**Description of the task**
Whenever a line in the following entries includes "haystack", tally it. Report nothing except the final count.

____ Data to examine

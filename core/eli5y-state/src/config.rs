use serde::Deserialize;

/// Presentation-state knobs. Deserialized from the `[state]` table of the
/// tool config.
#[derive(Debug, Clone, Copy, PartialEq, Eq, Default, Deserialize)]
#[serde(default, deny_unknown_fields)]
pub struct StateConfig {
    /// Most formulas kept in history. `None` never evicts.
    pub history_cap: Option<usize>,
}

impl StateConfig {
    pub fn with_history_cap(cap: usize) -> Self {
        Self {
            history_cap: Some(cap),
        }
    }
}
use eli5y_protocol::{char_offset, Span};
use tracing::warn;

use crate::cleanup::Candidate;

/// Where a candidate's pieces sit in the expression and the narrative.
#[derive(Debug, Clone, PartialEq)]
pub struct Located {
    pub candidate: Candidate,
    /// One range per symbol, in symbol order.
    pub ranges: Vec<Span>,
    pub narrative_span: Option<Span>,
}

/// Char span of the first occurrence of `needle` in `haystack`.
pub fn find_span(haystack: &str, needle: &str) -> Option<Span> {
    if needle.is_empty() {
        return None;
    }
    let byte = haystack.find(needle)?;
    let start = char_offset(haystack, byte);
    Some(Span::new(start, start + needle.chars().count()))
}

/// Finds every symbol in `latex` and the counterpart in `narrative`.
///
/// Returns `None` (and logs) when the counterpart is given but missing or
/// when any symbol is missing. The counterpart is matched trimmed, the same
/// way duplicates are merged; a blank one leaves the group without a
/// narrative span.
pub fn locate(candidate: Candidate, latex: &str, narrative: &str) -> Option<Located> {
    let counterpart = candidate.counterpart.trim();
    let narrative_span = if counterpart.is_empty() {
        None
    } else {
        match find_span(narrative, counterpart) {
            Some(span) => Some(span),
            None => {
                warn!(counterpart, "counterpart not found in explanation, dropping component");
                return None;
            }
        }
    };

    if candidate.symbols.is_empty() {
        warn!(counterpart, "component has no symbols, dropping it");
        return None;
    }

    let mut ranges = Vec::with_capacity(candidate.symbols.len());
    for symbol in &candidate.symbols {
        match find_span(latex, symbol) {
            Some(span) => ranges.push(span),
            None => {
                warn!(symbol = symbol.as_str(), "symbol not found in latex, dropping component");
                return None;
            }
        }
    }

    Some(Located {
        candidate,
        ranges,
        narrative_span,
    })
}
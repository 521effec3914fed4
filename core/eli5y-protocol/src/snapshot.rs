//! Validated rkyv snapshots of a [`Formula`].
//!
//! The presentation layer hands immutable snapshots to renderers and tools.
//! Decoding always runs `check_bytes`, so a truncated or foreign buffer is a
//! [`SnapshotError`], never undefined behavior.

use rkyv::AlignedVec;

use crate::model::Formula;

#[derive(Debug, Clone, PartialEq, Eq, thiserror::Error)]
pub enum SnapshotError {
    #[error("failed to encode snapshot: {0}")]
    Encode(String),
    #[error("invalid snapshot: {0}")]
    Invalid(String),
}

pub fn encode_snapshot(formula: &Formula) -> Result<AlignedVec, SnapshotError> {
    rkyv::to_bytes::<_, 1024>(formula).map_err(|e| SnapshotError::Encode(e.to_string()))
}

pub fn decode_snapshot(bytes: &[u8]) -> Result<Formula, SnapshotError> {
    // Archives must be read from an aligned buffer.
    let mut aligned = AlignedVec::with_capacity(bytes.len());
    aligned.extend_from_slice(bytes);

    rkyv::from_bytes::<Formula>(&aligned).map_err(|e| SnapshotError::Invalid(e.to_string()))
}
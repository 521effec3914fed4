use nom::{
    branch::alt,
    bytes::complete::take_while,
    character::complete::{char, one_of, satisfy},
    combinator::{all_consuming, recognize},
    sequence::{delimited, preceded},
    IResult,
};

/// Bare operators that never carry meaning on their own.
const OPERATORS: [&str; 22] = [
    "+",
    "-",
    "=",
    "\\cdot",
    "\\times",
    "\\div",
    "\\pm",
    "\\mp",
    "\\longleftarrow",
    "\\leftarrow",
    "\\rightarrow",
    "\\longrightarrow",
    "\\Longleftarrow",
    "\\Rightarrow",
    "\\Longrightarrow",
    "\\approx",
    "\\neq",
    "\\leq",
    "\\geq",
    "\\equiv",
    "\\sim",
    "\\propto",
];

/// `^{…}` / `_{…}` without nested braces, or `^x` / `_x` with one ASCII
/// alphanumeric.
fn bare_modifier(input: &str) -> IResult<&str, &str> {
    preceded(
        one_of("^_"),
        alt((
            delimited(char('{'), take_while(|c: char| c != '{' && c != '}'), char('}')),
            recognize(satisfy(|c: char| c.is_ascii_alphanumeric())),
        )),
    )(input)
}

/// True for symbols that are syntax rather than meaning: bare operators,
/// exponents and subscripts.
pub fn is_syntactic_glue(symbol: &str) -> bool {
    let symbol = symbol.trim();
    OPERATORS.contains(&symbol) || all_consuming(bare_modifier)(symbol).is_ok()
}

________

**Answer box**
4